東日本大震災では、水門・陸閘などの現場操作員が多数犠牲となった。海岸に関係する両省は、この教訓を踏まえ、現場操作員の安全の確保を最優先とし、水門・陸閘等の操作を確実に実施できる管理体制を構築するため、今年1月に「水門・陸閘等の効果的な管理運用検討委員会」を設置し、検討してきた。
検討委員会は、操作従事者の安全確保を最優先とする効果的な管理運用に向けた水門・陸閘などの整備・管理のあり方に関する提言がまとめた。
提言では、現場操作員の危険時、安全最優先の退避ルールを明確化するとともに、水門・陸閘などの自動化・遠隔操作化の促進、管理委託のあり方など、7項目について、現状・課題と今後の取り組みの方向性が示された。
海岸関係省庁は、2004年12月に発生したインド洋大津波を受けて、2006年3月に「津波・高潮対策における水門・陸閘等管理システムガイドライン」を策定している。
両省は今回の検討委員会の中で一定の結論が得られた内容を反映させるため、ガイドラインを改訂した。
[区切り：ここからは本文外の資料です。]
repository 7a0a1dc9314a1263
pub mod format;
pub mod output;
mod analysis;
mod api;
mod cache;
mod config;
mod display;
mod error;
mod player;

use analysis::lane::Lane;
use analysis::scorer::{DuoScorer, MatchResult, PlayerProfile};
use anyhow::Context;
use api::client::RiotApiClient;
use cache::ChampionCatalog;
use clap::{Parser, Subcommand};
use config::{Config, Region};
use display::output::{
    display_duo, display_error, display_info, display_match_history, display_match_result,
    display_masteries, display_player_card, display_ranked_queues, display_success,
};
use indicatif::ProgressBar;
use player::details::{fetch_player_details, PlayerDetails};
use player::history::{fetch_match_history, history_progress, DEFAULT_HISTORY_SIZE, MAX_HISTORY_SIZE};
use player::riot_id::RiotId;
use std::thread;
use std::time::Duration;
use tracing_subscriber::{fmt, prelude::*, EnvFilter};

#[derive(Parser, Debug)]
#[command(name = "RiftMate")]
#[command(about = "Find out whether two League of Legends players make a good duo", long_about = None)]
struct Args {
    #[command(subcommand)]
    command: Command,

    /// Refetch the champion list from Data Dragon (ignore cache)
    #[arg(long, global = true)]
    refresh: bool,
}

#[derive(Subcommand, Debug)]
enum Command {
    /// Fetch two players and score them as a duo
    Duo {
        /// First player, as Name#TAG
        player_a: RiotId,

        /// Second player, as Name#TAG
        player_b: RiotId,

        /// Region of both players (default: RIOT_REGION or br1)
        #[arg(short, long)]
        region: Option<Region>,

        /// Region of the second player, when it differs
        #[arg(long)]
        region_b: Option<Region>,

        /// Print the result as JSON
        #[arg(long)]
        json: bool,
    },

    /// Show rank, champion mastery and recent matches of one player
    Profile {
        /// Player, as Name#TAG
        player: RiotId,

        /// Region (default: RIOT_REGION or br1)
        #[arg(short, long)]
        region: Option<Region>,

        /// Number of recent matches to show (1-100)
        #[arg(
            short,
            long,
            default_value_t = DEFAULT_HISTORY_SIZE,
            value_parser = clap::value_parser!(u8).range(1..=i64::from(MAX_HISTORY_SIZE))
        )]
        matches: u8,

        /// Number of mastery champions to show
        #[arg(short, long, default_value = "5")]
        top_n: usize,
    },

    /// Score two hand-written profiles without calling the Riot API
    Score {
        /// Main lane of the first player
        #[arg(long, default_value = "UNKNOWN")]
        lane_a: Lane,

        /// Champion ids of the first player, best mastery first
        #[arg(long, value_delimiter = ',')]
        champions_a: Vec<i64>,

        /// Main lane of the second player
        #[arg(long, default_value = "UNKNOWN")]
        lane_b: Lane,

        /// Champion ids of the second player, best mastery first
        #[arg(long, value_delimiter = ',')]
        champions_b: Vec<i64>,

        /// Print the result as JSON
        #[arg(long)]
        json: bool,
    },
}

fn main() {
    tracing_subscriber::registry()
        .with(fmt::layer().with_writer(std::io::stderr))
        .with(EnvFilter::try_from_default_env().unwrap_or_else(|_| EnvFilter::new("warn")))
        .init();

    let args = Args::parse();

    if let Err(e) = run(args) {
        display_error(&format!("{:#}", e));
        std::process::exit(1);
    }
}

fn run(args: Args) -> anyhow::Result<()> {
    match args.command {
        Command::Duo {
            player_a,
            player_b,
            region,
            region_b,
            json,
        } => run_duo(&player_a, &player_b, region, region_b, json, args.refresh),
        Command::Profile {
            player,
            region,
            matches,
            top_n,
        } => run_profile(&player, region, usize::from(matches), top_n, args.refresh),
        Command::Score {
            lane_a,
            champions_a,
            lane_b,
            champions_b,
            json,
        } => {
            let result = DuoScorer::score(
                &PlayerProfile::new(lane_a, champions_a),
                &PlayerProfile::new(lane_b, champions_b),
            );
            print_result(&result, json)
        }
    }
}

fn load_catalog(client: &RiotApiClient, config: &Config, refresh: bool) -> ChampionCatalog {
    ChampionCatalog::load_or_refresh(&config.cache_dir, refresh, || client.get_champion_data())
}

fn spinner(message: String) -> ProgressBar {
    let pb = ProgressBar::new_spinner();
    pb.set_message(message);
    pb.enable_steady_tick(Duration::from_millis(120));
    pb
}

fn run_duo(
    player_a: &RiotId,
    player_b: &RiotId,
    region: Option<Region>,
    region_b: Option<Region>,
    json: bool,
    refresh: bool,
) -> anyhow::Result<()> {
    let config = Config::from_env()?;
    let region_a = region.unwrap_or(config.region);
    let region_b = region_b.or(region).unwrap_or(config.region);

    let client = RiotApiClient::new(config.api_key.clone());
    let catalog = load_catalog(&client, &config, refresh);

    let pb = (!json).then(|| spinner(format!("Analyzing {} and {}...", player_a, player_b)));

    let (a, b) = thread::scope(|s| {
        let a = s.spawn(|| fetch_player_details(&client, &catalog, player_a, region_a));
        let b = s.spawn(|| fetch_player_details(&client, &catalog, player_b, region_b));
        (join(a), join(b))
    });

    if let Some(pb) = &pb {
        pb.finish_and_clear();
    }

    let a = a.with_context(|| format!("Could not load {}", player_a))?;
    let b = b.with_context(|| format!("Could not load {}", player_b))?;

    let result = DuoScorer::score(&a.duo_profile(), &b.duo_profile());

    if json {
        return print_result(&result, true);
    }

    display_duo(&a, &b, &result);
    Ok(())
}

fn join<T>(handle: thread::ScopedJoinHandle<'_, T>) -> T {
    handle
        .join()
        .unwrap_or_else(|panic| std::panic::resume_unwind(panic))
}

fn run_profile(
    riot_id: &RiotId,
    region: Option<Region>,
    matches: usize,
    top_n: usize,
    refresh: bool,
) -> anyhow::Result<()> {
    let config = Config::from_env()?;
    let region = region.unwrap_or(config.region);

    display_info(&format!("Fetching data for {} in region {}", riot_id, region));

    let client = RiotApiClient::new(config.api_key.clone());
    let catalog = load_catalog(&client, &config, refresh);

    let pb = spinner("Loading profile".to_string());
    let details = fetch_player_details(&client, &catalog, riot_id, region);
    pb.finish_and_clear();
    let details: PlayerDetails = details.with_context(|| format!("Could not load {}", riot_id))?;
    display_success(&format!("Found {}", details.display_name()));

    let pb = history_progress();
    let history = fetch_match_history(
        &client,
        &catalog,
        region,
        &details.account.puuid,
        matches,
        &pb,
    )
    .context("Could not load match history")?;
    pb.finish_and_clear();

    display_player_card(&details);
    display_ranked_queues(&details.ranked);
    display_masteries(&details.masteries, &catalog, top_n);
    display_match_history(&history, chrono::Utc::now().timestamp_millis());

    Ok(())
}

fn print_result(result: &MatchResult, json: bool) -> anyhow::Result<()> {
    if json {
        println!("{}", serde_json::to_string_pretty(result)?);
    } else {
        display_match_result(result);
    }
    Ok(())
}
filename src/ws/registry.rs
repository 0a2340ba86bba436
//! Process-wide identity → connection map.
//!
//! The registry is the only shared mutable state in this crate. All
//! mutation goes through [`Registry::register`] and [`Registry::remove`] so
//! concurrent connection tasks never touch the map unsynchronized.

use std::collections::HashMap;
use std::sync::Arc;

use tokio::sync::RwLock;
use tracing::info;

use super::Socket;
use super::server::{CleanupHook, ConnectedClient};

/// Synchronized map of connected clients keyed by user identity. Cloning is
/// cheap and shares the underlying map.
#[derive(Clone, Default)]
pub struct Registry {
    clients: Arc<RwLock<HashMap<String, ConnectedClient>>>,
}

impl Registry {
    #[must_use]
    pub fn new() -> Self {
        Self::default()
    }

    /// Wrap an already-upgraded transport and insert it under `identity`.
    ///
    /// The insert is a blind overwrite: a prior entry for the same identity
    /// is replaced without cleanup. Callers that need reject-duplicate
    /// semantics check [`Registry::lookup`] before registering.
    pub async fn register(
        &self,
        identity: impl Into<String>,
        socket: Arc<dyn Socket>,
        hook: Arc<dyn CleanupHook>,
    ) -> ConnectedClient {
        let identity = identity.into();
        let client = ConnectedClient::new(identity.clone(), socket, hook, self.clone());
        let mut clients = self.clients.write().await;
        clients.insert(identity.clone(), client.clone());
        info!(%identity, clients = clients.len(), "ws: client registered");
        client
    }

    pub async fn lookup(&self, identity: &str) -> Option<ConnectedClient> {
        self.clients.read().await.get(identity).cloned()
    }

    pub async fn contains(&self, identity: &str) -> bool {
        self.clients.read().await.contains_key(identity)
    }

    /// Remove and return the entry for `identity`, if any. Terminal-error
    /// paths and explicit close both funnel through here; a removed entry is
    /// never resurrected by the same connection instance.
    pub async fn remove(&self, identity: &str) -> Option<ConnectedClient> {
        let removed = self.clients.write().await.remove(identity);
        if removed.is_some() {
            info!(%identity, "ws: client deregistered");
        }
        removed
    }

    pub async fn len(&self) -> usize {
        self.clients.read().await.len()
    }

    pub async fn is_empty(&self) -> bool {
        self.clients.read().await.is_empty()
    }
}

#[cfg(test)]
#[path = "registry_test.rs"]
mod tests;
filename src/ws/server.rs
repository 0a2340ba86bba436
//! Server-side connected client.
//!
//! DESIGN
//! ======
//! A [`ConnectedClient`] pairs a user identity with an upgraded transport
//! and a caller-supplied [`CleanupHook`]. Terminal conditions (a write that
//! hits a closed peer, any read error, an explicit [`ConnectedClient::close`])
//! remove the registry entry, run the hook once, and close the transport.
//! Transient write errors leave the entry in place so the caller may retry.
//!
//! LIFECYCLE
//! =========
//! 1. [`crate::ws::Registry::register`] inserts the client under its identity
//! 2. `read` spawns the per-connection loop delivering [`Inbound`] messages
//! 3. Cancellation ends the loop silently (registry untouched, caller owns
//!    explicit cleanup); a read error deregisters and ends the loop
//! 4. The transport is closed on every loop exit path

use std::sync::{Arc, Mutex, PoisonError};

use serde::{Deserialize, Serialize};
use tokio::sync::mpsc;
use tokio::task::JoinHandle;
use tokio_util::sync::CancellationToken;
use tracing::warn;

use super::registry::Registry;
use super::{Socket, WsError};

// =============================================================================
// CAPABILITIES
// =============================================================================

/// Caller-side bookkeeping invoked when a connection is torn down, in
/// addition to the registry's own removal. Hook failures are logged and
/// never propagated.
#[async_trait::async_trait]
pub trait CleanupHook: Send + Sync {
    async fn clean_up(&self, identity: &str) -> Result<(), WsError>;
}

/// Hook for callers with no external bookkeeping.
pub struct NoopCleanup;

#[async_trait::async_trait]
impl CleanupHook for NoopCleanup {
    async fn clean_up(&self, _identity: &str) -> Result<(), WsError> {
        Ok(())
    }
}

// =============================================================================
// INBOUND MESSAGE
// =============================================================================

/// One message read from a connection, tagged with the sending identity.
#[derive(Debug, Clone, PartialEq, Eq, Serialize, Deserialize)]
pub struct Inbound {
    pub from: String,
    pub data: Vec<u8>,
}

// =============================================================================
// CONNECTED CLIENT
// =============================================================================

/// A registered server-side connection. Clones share the same transport and
/// registry entry; the registry itself holds one.
#[derive(Clone)]
pub struct ConnectedClient {
    identity: String,
    socket: Arc<Mutex<Option<Arc<dyn Socket>>>>,
    hook: Arc<dyn CleanupHook>,
    registry: Registry,
}

impl ConnectedClient {
    pub(crate) fn new(
        identity: String,
        socket: Arc<dyn Socket>,
        hook: Arc<dyn CleanupHook>,
        registry: Registry,
    ) -> Self {
        Self { identity, socket: Arc::new(Mutex::new(Some(socket))), hook, registry }
    }

    #[must_use]
    pub fn identity(&self) -> &str {
        &self.identity
    }

    /// Send one text-framed message to this client.
    ///
    /// # Errors
    ///
    /// [`WsError::EmptyPayload`] and [`WsError::Detached`] are reported
    /// before touching the transport. A transport [`WsError::Closed`] tears
    /// the connection down (deregister, hook, close) and is returned; any
    /// other transport error is returned with the registry entry preserved.
    pub async fn write(&self, data: &[u8]) -> Result<(), WsError> {
        if data.is_empty() {
            return Err(WsError::EmptyPayload);
        }
        let Some(socket) = self.current_socket() else {
            return Err(WsError::Detached);
        };

        match socket.send(data.to_vec()).await {
            Err(WsError::Closed) => {
                warn!(identity = %self.identity, "ws: peer closed during write, tearing down");
                self.deregister().await;
                self.close_socket().await;
                Err(WsError::Closed)
            }
            result => result,
        }
    }

    /// Spawn the read loop. Messages go out on `tx` when supplied; with no
    /// channel the payloads are discarded and the connection stays alive for
    /// write-only consumers. The transport is closed on every exit path.
    ///
    /// Cancellation ends the loop without touching the registry. A read
    /// error deregisters this identity, runs the hook, and ends the loop
    /// with no further channel activity.
    ///
    /// # Errors
    ///
    /// [`WsError::Detached`] if the connection was already closed.
    pub fn read(
        &self,
        cancel: CancellationToken,
        tx: Option<mpsc::Sender<Inbound>>,
    ) -> Result<JoinHandle<()>, WsError> {
        let Some(socket) = self.current_socket() else {
            return Err(WsError::Detached);
        };
        let client = self.clone();

        Ok(tokio::spawn(async move {
            loop {
                tokio::select! {
                    biased;
                    () = cancel.cancelled() => break,
                    result = socket.recv() => match result {
                        Ok(data) => {
                            if let Some(tx) = &tx {
                                // A dropped consumer is not terminal; the
                                // connection stays usable for writes.
                                let _ = tx.send(Inbound { from: client.identity.clone(), data }).await;
                            }
                        }
                        Err(e) => {
                            warn!(identity = %client.identity, error = %e, "ws: read failed, ending connection");
                            client.deregister().await;
                            break;
                        }
                    },
                }
            }
            client.close_socket().await;
        }))
    }

    /// Deregister and close the transport. Idempotent: a second close is a
    /// no-op and the cleanup hook runs at most once per registration.
    pub async fn close(&self) {
        self.deregister().await;
        self.close_socket().await;
    }

    fn current_socket(&self) -> Option<Arc<dyn Socket>> {
        self.socket.lock().unwrap_or_else(PoisonError::into_inner).clone()
    }

    /// Only the call that actually removes the registry entry runs the hook.
    async fn deregister(&self) {
        if self.registry.remove(&self.identity).await.is_some() {
            if let Err(e) = self.hook.clean_up(&self.identity).await {
                warn!(identity = %self.identity, error = %e, "ws: cleanup hook failed");
            }
        }
    }

    async fn close_socket(&self) {
        let socket = self.socket.lock().unwrap_or_else(PoisonError::into_inner).take();
        if let Some(socket) = socket {
            let _ = socket.close().await;
        }
    }
}

#[cfg(test)]
#[path = "server_test.rs"]
mod tests;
改訂内容としては、現場操作員の安全確保が最優先であることを明確にするなど東日本大震災を踏まえた事項を追記、自動化・遠隔操作化などの参考事例を充実した。
今後、海岸関係省庁は、提言の内容について可能なものから取り組んでいくとともに、海岸管理者を始めとする市町村、現場操作員などに幅広くガイドラインを周知するなどして、水門・陸閘などの効果的な管理運用の普及に取り組んでいく。